Walt Disney’s Pinocchio, Blu-ray (1939/2009)

70th Anniversary 2-Disc Platinum Edition (+ 3rd standard DVD)
Studio: Disney 100057 [Release Date: Mar. 10, 09]
Video: 4:3 color with 16:9 option (“Disney View”), 1080pHD
Audio: English 7.1 HDS-HD Master Audio, Restored original theatrical mono soundtrack, DD 5.1 on DVD
Subtitles: English SDH (also French & Spanish on extras)
Extras: Bonus DVD version, Deleted scenes, Alternate ending, Cine-Explore experience, Pinocchio trivia, Pleasure Island carnival games, Pinocchio puzzles, “The Making of Pinocchio,” Audio commentary rack with Leonard Maltin, Eric Goldberg & J. B. Kaufman; “Geppettos Then and Now,”  Music videos,  Song excerpts only, BD Live (with Internet connection)
Length: 88 minutes
Rating: *****

The transfer of the classic Disney animation features to Blu-ray continues, and this latest entry from the Disney vaults is really special – to my mind much better than the previous effort: Sleeping Beauty.  This masterpiece of animation got the world Wishing Upon a Star (the music won an Oscar at the time), and as the excellent featurette points out, made a giant leap in sophistication artistically from the original black & white Silly Symphonies and other early  Disney animation. Everything in Pinocchio was carefully planned by artists with a very refine camera eye.  Walt was heavily into storyboards and slide shows of elements for the films, and he even shot actors in costumes imitating the motions of the film’s characters such as Jimmy Cricket so that the silent film footage could be projected on a rear screen to sync up with animators’ drawings.  It was not exactly rotoscoping, but a step toward trying to achieve a more natural, human flow of motion than any animation had had up to that time. A second featurette discusses “The Sweat Box,” which was the small projector room in which Walt would watch the latest work of the animators and hash it over to come up with the rich animated world he directed.

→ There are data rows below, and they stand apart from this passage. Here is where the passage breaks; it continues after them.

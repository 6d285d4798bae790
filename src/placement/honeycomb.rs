//! Honeycomb placement: uniform hexagonal tiles filled ring by ring.
//!
//! Sizes are uniform and rotation is always zero; variance and rotation
//! settings are ignored so neighbouring tiles stay flush.

use alloc::vec::Vec;

use rand::Rng;

use super::{ImageLayout, LayoutOptions, LayoutSettings, Placement, finite_or};
use crate::geometry::{ContainerBounds, hex_cube_to_pixel, hex_ring_cells};

/// zIndex of the center tile; ring `k` gets `CENTER_Z_INDEX - k`.
const CENTER_Z_INDEX: i32 = 100;

/// Honeycomb layout settings.
#[derive(Copy, Clone, Debug, Default, PartialEq)]
#[cfg_attr(
    feature = "serde",
    derive(serde::Serialize, serde::Deserialize),
    serde(default, rename_all = "camelCase")
)]
pub struct HoneycombConfig {
    /// Gap added to the tile pitch, in pixels.
    pub spacing: f64,
}

impl HoneycombConfig {
    pub fn spacing(mut self, spacing: f64) -> Self {
        self.spacing = spacing;
        self
    }
}

/// Honeycomb placement algorithm.
#[derive(Copy, Clone, Debug, Default, PartialEq)]
pub struct HoneycombPlacement {
    pub config: HoneycombConfig,
    pub settings: LayoutSettings,
}

impl HoneycombPlacement {
    pub const fn new(config: HoneycombConfig, settings: LayoutSettings) -> Self {
        Self { config, settings }
    }
}

impl Placement for HoneycombPlacement {
    fn generate<R: Rng + ?Sized>(
        &self,
        image_count: usize,
        bounds: ContainerBounds,
        options: &LayoutOptions,
        _rng: &mut R,
    ) -> Vec<ImageLayout> {
        let mut layouts = Vec::with_capacity(image_count);
        if image_count == 0 {
            return layouts;
        }

        let bounds = bounds.sanitized();
        let size = options.base_size();
        let hex_h = (size + finite_or(self.config.spacing, 0.0)).max(1.0);
        let center = bounds.center();

        log::debug!("honeycomb layout: {image_count} images, pitch {hex_h:.1}");

        let mut ring: u32 = 0;
        while layouts.len() < image_count {
            let z_index = (CENTER_Z_INDEX - i32::try_from(ring).unwrap_or(i32::MAX)).max(1);
            for cube in hex_ring_cells(ring) {
                if layouts.len() >= image_count {
                    break;
                }
                let (x, y) = hex_cube_to_pixel(cube, center.x, center.y, hex_h);
                layouts.push(ImageLayout {
                    id: layouts.len(),
                    x,
                    y,
                    rotation: 0.0,
                    scale: 1.0,
                    base_size: size,
                    z_index,
                });
            }
            ring += 1;
        }

        layouts
    }
}
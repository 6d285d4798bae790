//! Shared image configuration read identically by every placement algorithm.
//!
//! All types carry their documented defaults, so a partially specified
//! configuration (for example JSON with only `rotation.mode` set) fills the
//! rest in. Per-algorithm settings live next to their algorithms in
//! [`crate::placement`].

use crate::names::named_enum;

/// Inclusive `[min, max]` interval used for jitter and sampling ranges.
#[derive(Copy, Clone, Debug, PartialEq)]
#[cfg_attr(
    feature = "serde",
    derive(serde::Serialize, serde::Deserialize),
    serde(default)
)]
pub struct ValueRange {
    pub min: f64,
    pub max: f64,
}

impl ValueRange {
    /// Create a range.
    pub const fn new(min: f64, max: f64) -> Self {
        Self { min, max }
    }

    /// A range containing only `value`.
    pub const fn fixed(value: f64) -> Self {
        Self {
            min: value,
            max: value,
        }
    }

    /// Whether `min == max`.
    pub fn is_fixed(&self) -> bool {
        self.min == self.max
    }

    /// Scale both ends by `factor`.
    pub fn scaled(self, factor: f64) -> Self {
        Self::new(self.min * factor, self.max * factor)
    }
}

impl Default for ValueRange {
    fn default() -> Self {
        Self::fixed(1.0)
    }
}

named_enum! {
    /// Whether placement algorithms tilt images.
    pub enum RotationMode ("rotation mode") {
        /// Every image is upright.
        None = "none",
        /// Each image gets a uniform random angle from the configured range.
        Random = "random",
    }
    default None;
}

/// Per-image rotation applied by placement algorithms.
#[derive(Copy, Clone, Debug, PartialEq)]
#[cfg_attr(
    feature = "serde",
    derive(serde::Serialize, serde::Deserialize),
    serde(default)
)]
pub struct RotationConfig {
    pub mode: RotationMode,
    /// Angle range in degrees.
    pub range: ValueRange,
}

impl Default for RotationConfig {
    fn default() -> Self {
        Self {
            mode: RotationMode::None,
            range: ValueRange::new(-15.0, 15.0),
        }
    }
}

impl RotationConfig {
    /// Random rotation within `[min, max]` degrees.
    pub const fn random(min: f64, max: f64) -> Self {
        Self {
            mode: RotationMode::Random,
            range: ValueRange::new(min, max),
        }
    }
}

/// How large images are rendered before per-image variance.
#[derive(Copy, Clone, Debug, PartialEq)]
#[cfg_attr(
    feature = "serde",
    derive(serde::Serialize, serde::Deserialize),
    serde(default, rename_all = "camelCase")
)]
pub struct SizingConfig {
    /// Fixed base height in pixels. `None` selects adaptive sizing.
    pub fixed_height: Option<f64>,
    /// Smallest adaptive height.
    pub min_height: f64,
    /// Largest adaptive height.
    pub max_height: f64,
    /// Fraction of the container area adaptive sizing aims to cover.
    pub fill_ratio: f64,
    /// Multiplicative per-image scale jitter. `1.0..1.0` disables it.
    pub variance: ValueRange,
}

impl Default for SizingConfig {
    fn default() -> Self {
        Self {
            fixed_height: None,
            min_height: 100.0,
            max_height: 300.0,
            fill_ratio: 0.6,
            variance: ValueRange::fixed(1.0),
        }
    }
}

impl SizingConfig {
    /// Whether per-image variance is active.
    pub fn has_variance(&self) -> bool {
        !(self.variance.min == 1.0 && self.variance.max == 1.0)
    }
}

/// Cross-cutting image parameters shared by all placement algorithms.
#[derive(Copy, Clone, Debug, Default, PartialEq)]
#[cfg_attr(
    feature = "serde",
    derive(serde::Serialize, serde::Deserialize),
    serde(default)
)]
pub struct ImageConfig {
    pub sizing: SizingConfig,
    pub rotation: RotationConfig,
}

impl ImageConfig {
    /// Set per-image scale variance.
    pub fn variance(mut self, min: f64, max: f64) -> Self {
        self.sizing.variance = ValueRange::new(min, max);
        self
    }

    /// Set rotation behaviour.
    pub fn rotation(mut self, rotation: RotationConfig) -> Self {
        self.rotation = rotation;
        self
    }

    /// Use a fixed base height.
    pub fn fixed_height(mut self, height: f64) -> Self {
        self.sizing.fixed_height = Some(height);
        self
    }
}

#[cfg(test)]
mod tests {
    use super::*;

    #[test]
    fn defaults_disable_jitter() {
        let cfg = ImageConfig::default();
        assert!(!cfg.sizing.has_variance());
        assert_eq!(cfg.rotation.mode, RotationMode::None);
        assert_eq!(cfg.sizing.variance, ValueRange::fixed(1.0));
    }

    #[test]
    fn builder_setters() {
        let cfg = ImageConfig::default()
            .variance(0.8, 1.2)
            .rotation(RotationConfig::random(-10.0, 10.0))
            .fixed_height(150.0);
        assert!(cfg.sizing.has_variance());
        assert_eq!(cfg.rotation.range, ValueRange::new(-10.0, 10.0));
        assert_eq!(cfg.sizing.fixed_height, Some(150.0));
    }

    #[test]
    fn range_helpers() {
        assert!(ValueRange::fixed(2.0).is_fixed());
        assert_eq!(ValueRange::new(-30.0, 30.0).scaled(0.5), ValueRange::new(-15.0, 15.0));
    }

    #[cfg(feature = "serde")]
    #[test]
    fn partial_json_uses_defaults() {
        let cfg: ImageConfig =
            serde_json::from_str(r#"{ "rotation": { "mode": "random" } }"#).unwrap();
        assert_eq!(cfg.rotation.mode, RotationMode::Random);
        assert_eq!(cfg.rotation.range, ValueRange::new(-15.0, 15.0));
        assert_eq!(cfg.sizing.variance, ValueRange::fixed(1.0));
    }

    #[cfg(feature = "serde")]
    #[test]
    fn unknown_rotation_mode_falls_back() {
        let cfg: RotationConfig = serde_json::from_str(r#"{ "mode": "tumble" }"#).unwrap();
        assert_eq!(cfg.mode, RotationMode::None);
    }
}
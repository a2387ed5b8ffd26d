//! Layout errors for pool script processing.
//!
//! Every variant carries the structured context a caller needs to branch on
//! the failure category or surface a precise diagnostic. Malformed scripts
//! are always reported, never silently repaired.

use thiserror::Error;

/// Result type for codec operations.
pub type ScriptResult<T> = Result<T, ScriptError>;

/// Pool script layout errors.
#[derive(Debug, Error, Clone, PartialEq, Eq)]
pub enum ScriptError {
    /// No state separator byte anywhere in the script.
    #[error("missing state separator {separator:#04x} in {script_len}-byte script")]
    MissingSeparator { separator: u8, script_len: usize },

    /// Fewer than the fixed state width follows the separator.
    #[error("state portion too short: need {need} bytes after separator, got {got}")]
    StateTooShort { need: usize, got: usize },

    /// The withdraw-branch byte pattern is absent from the code portion.
    #[error("owner hash pattern not found in {code_len}-byte code portion")]
    OwnerHashNotFound { code_len: usize },

    /// The script bytes cannot form a valid pool contract layout.
    #[error("invalid script layout: {context}")]
    InvalidLayout { context: String },
}

impl ScriptError {
    /// Create a `StateTooShort` error for a truncated state suffix.
    pub fn state_too_short(need: usize, got: usize) -> Self {
        Self::StateTooShort { need, got }
    }

    /// Create an `InvalidLayout` error with diagnostic context.
    pub fn invalid_layout(context: impl Into<String>) -> Self {
        Self::InvalidLayout {
            context: context.into(),
        }
    }
}
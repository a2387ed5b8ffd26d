//! Pool script parser and state update.
//!
//! The inverse of the template: given raw locking-script bytes, locate the
//! code/state boundary, recover the owner identity hash, the optional token
//! binding, and the token reserve. Parsing is strict: a malformed script is
//! surfaced with its failure category, never repaired.
//!
//! ## Boundary rule
//!
//! The deployed on-chain convention scans for the *last* occurrence of the
//! separator byte. That scan is ambiguous: a `0xBD` inside the owner-hash
//! push or inside the state bytes themselves shifts the found boundary.
//! Because the state is a fixed-width 8-byte suffix, the true separator
//! position is known exactly (`len - 9`), so the parser anchors there.
//! This stays bit-compatible with every deployed pool (their separators sit
//! at that offset by construction) while eliminating the ambiguity. The
//! last-occurrence scan is retained only to choose the right diagnostic
//! when the anchor byte is wrong.

use crate::error::{ScriptError, ScriptResult};
use crate::opcodes::Opcode;
use serde::{Deserialize, Serialize};
use tracing::trace;
use types::{
    OwnerHash, TokenRef, OWNER_HASH_LEN, STATE_LEN, STATE_SEPARATOR, TOKEN_REF_LEN,
};

/// Decoded view of a pool locking script.
#[derive(Debug, Clone, Copy, PartialEq, Eq, Serialize, Deserialize)]
pub struct PoolScript {
    pub owner_hash: OwnerHash,
    pub token_ref: Option<TokenRef>,
    pub token_reserve: i64,
}

/// Splits a script into its code portion and 8-byte state suffix.
///
/// The returned code slice excludes the separator byte.
pub fn split_script(script: &[u8]) -> ScriptResult<(&[u8], &[u8; STATE_LEN])> {
    let len = script.len();

    // Fixed-offset anchor: separator byte immediately before the 8-byte
    // state suffix.
    if len > STATE_LEN && script[len - STATE_LEN - 1] == STATE_SEPARATOR {
        let code = &script[..len - STATE_LEN - 1];
        let state: &[u8; STATE_LEN] = script[len - STATE_LEN..]
            .try_into()
            .expect("suffix length checked");
        return Ok((code, state));
    }

    // Anchor byte is wrong; classify the malformation for the caller.
    match script.iter().rposition(|&b| b == STATE_SEPARATOR) {
        None => Err(ScriptError::MissingSeparator {
            separator: STATE_SEPARATOR,
            script_len: len,
        }),
        Some(last) => {
            let trailing = len - 1 - last;
            if trailing < STATE_LEN {
                Err(ScriptError::state_too_short(STATE_LEN, trailing))
            } else {
                Err(ScriptError::invalid_layout(format!(
                    "separator at offset {last} leaves {trailing} trailing bytes, \
                     state portion must be exactly {STATE_LEN}"
                )))
            }
        }
    }
}

/// Locates the withdraw-branch pattern and extracts the owner hash.
///
/// The pattern is `OP_DUP OP_HASH160 <20-byte push> OP_EQUALVERIFY
/// OP_CHECKSIG`; its push length byte makes it unambiguous within the
/// template.
fn find_owner_hash(code: &[u8]) -> ScriptResult<OwnerHash> {
    let prefix = [
        Opcode::OpDup as u8,
        Opcode::OpHash160 as u8,
        OWNER_HASH_LEN as u8,
    ];
    let suffix = [Opcode::OpEqualVerify as u8, Opcode::OpCheckSig as u8];

    for start in 0..code.len().saturating_sub(prefix.len() + OWNER_HASH_LEN + suffix.len() - 1) {
        let hash_start = start + prefix.len();
        let hash_end = hash_start + OWNER_HASH_LEN;
        if code[start..hash_start] == prefix
            && code[hash_end..].starts_with(&suffix)
        {
            return OwnerHash::from_slice(&code[hash_start..hash_end])
                .map_err(|e| ScriptError::invalid_layout(e.to_string()));
        }
    }
    Err(ScriptError::OwnerHashNotFound {
        code_len: code.len(),
    })
}

/// Extracts the optional token binding from the head of the code portion.
fn find_token_ref(code: &[u8]) -> ScriptResult<Option<TokenRef>> {
    if code.first() != Some(&(Opcode::OpPushInputRef as u8)) {
        return Ok(None);
    }
    if code.len() < 1 + TOKEN_REF_LEN + 1 || code[1 + TOKEN_REF_LEN] != Opcode::OpDrop as u8 {
        return Err(ScriptError::invalid_layout(format!(
            "truncated token reference at head of {}-byte code portion",
            code.len()
        )));
    }
    let token_ref = TokenRef::from_slice(&code[1..1 + TOKEN_REF_LEN])
        .map_err(|e| ScriptError::invalid_layout(e.to_string()))?;
    Ok(Some(token_ref))
}

/// Parses a pool locking script into its semantic fields.
pub fn parse_script(script: &[u8]) -> ScriptResult<PoolScript> {
    trace!(script_len = script.len(), "parsing pool script");
    let (code, state) = split_script(script)?;

    let token_reserve = i64::from_le_bytes(*state);
    if token_reserve < 0 {
        return Err(ScriptError::invalid_layout(format!(
            "negative token reserve {token_reserve} in state portion"
        )));
    }

    let owner_hash = find_owner_hash(code)?;
    let token_ref = find_token_ref(code)?;

    Ok(PoolScript {
        owner_hash,
        token_ref,
        token_reserve,
    })
}

/// Replaces the 8-byte state suffix with a new token reserve.
///
/// The code portion, separator included, is carried over untouched, so the
/// result is byte-identical to what `build_script` would produce for the
/// same slots, which is exactly what the on-chain continuity check
/// requires of a trade's output script.
pub fn update_state(script: &[u8], new_token_reserve: i64) -> ScriptResult<Vec<u8>> {
    if new_token_reserve < 0 {
        return Err(ScriptError::invalid_layout(format!(
            "negative token reserve {new_token_reserve} cannot be encoded"
        )));
    }
    let (code, _) = split_script(script)?;

    let mut out = Vec::with_capacity(code.len() + 1 + STATE_LEN);
    out.extend_from_slice(code);
    out.push(STATE_SEPARATOR);
    out.extend_from_slice(&new_token_reserve.to_le_bytes());
    Ok(out)
}
//! Routing errors.
//!
//! The router never partially applies a trade: either a full route
//! satisfying every invariant is returned, or one of these.

use amm::AmmError;
use codec::ScriptError;
use thiserror::Error;
use types::OutPoint;

/// Result type for routing operations.
pub type RouteResult<T> = Result<T, RouteError>;

/// Trade routing errors.
#[derive(Debug, Error, Clone, PartialEq)]
pub enum RouteError {
    /// The caller supplied an empty pool set.
    #[error("no pools supplied for routing")]
    PoolNotFound,

    /// No supplied pool had usable capacity for the request.
    #[error(
        "insufficient liquidity: requested {requested} across {pools} pools, none routable"
    )]
    InsufficientLiquidity { requested: i64, pools: usize },

    /// The route's summed output falls short of the caller's minimum.
    #[error(
        "slippage exceeded: minimum acceptable output {min_out}, route yields {actual} \
         (short {shortfall})"
    )]
    SlippageExceeded {
        min_out: i64,
        actual: i64,
        shortfall: i64,
    },

    /// A computed step would fail the on-chain constant-product check.
    /// This must never reach transaction construction.
    #[error("constant-product violation in pool {pool}")]
    KViolation { pool: OutPoint },

    /// No locking script was supplied for a pool the route spends.
    #[error("no locking script supplied for pool {pool}")]
    MissingPoolScript { pool: OutPoint },

    /// Invariant engine failure surfaced unchanged.
    #[error(transparent)]
    Amm(#[from] AmmError),

    /// Codec failure surfaced unchanged.
    #[error(transparent)]
    Script(#[from] ScriptError),
}

impl RouteError {
    pub fn slippage_exceeded(min_out: i64, actual: i64) -> Self {
        Self::SlippageExceeded {
            min_out,
            actual,
            shortfall: min_out - actual,
        }
    }
}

The story of Geppetto’s beloved wooden puppet’s quest to become a real boy, guided by his conscience Jimmy Cricket has enthralled children and families for 70 years and now it has a brand new life in this glorious digital restoration. I had forgotten how impressive some of the animation is artistically – for example the Monstro giant whale sequence, in which the waves are done in the style of Japanese ukioye graphics.  This truly is a wonderful family adventure story which dips here and there into Disney’s “dark side,” and the amazing thing about it is how little of it seems dated – as most films from the 1930s naturally would be expected to.

Nearly a page of the promotional sheets was devoted to “Disney View,” which turns out to be simply some dark borders specially painted to fill some of the pillar-boxing on the sides of the original 1.33:1 ratio screen, filling in the sides for 16:9 ratio displays – as many TV stations are now doing on some of their 4:3 programs. It took some effort to navigate to the Disney View and I found on many scenes it was so dark as to be nearly invisible, but at least it wasn’t distracting as the bright blue vertical bars emblazoned with call letters telecast by some stations.  While I’m grumping, let me castigate Disney for forcing viewers to trudge thru a half dozen or more previews before you get to the film in question; they seem to be worse on that count than other studios.  Perhaps when I move to a later-gen Blu-ray player I will have an easier and faster option to skip such preview onslaughts.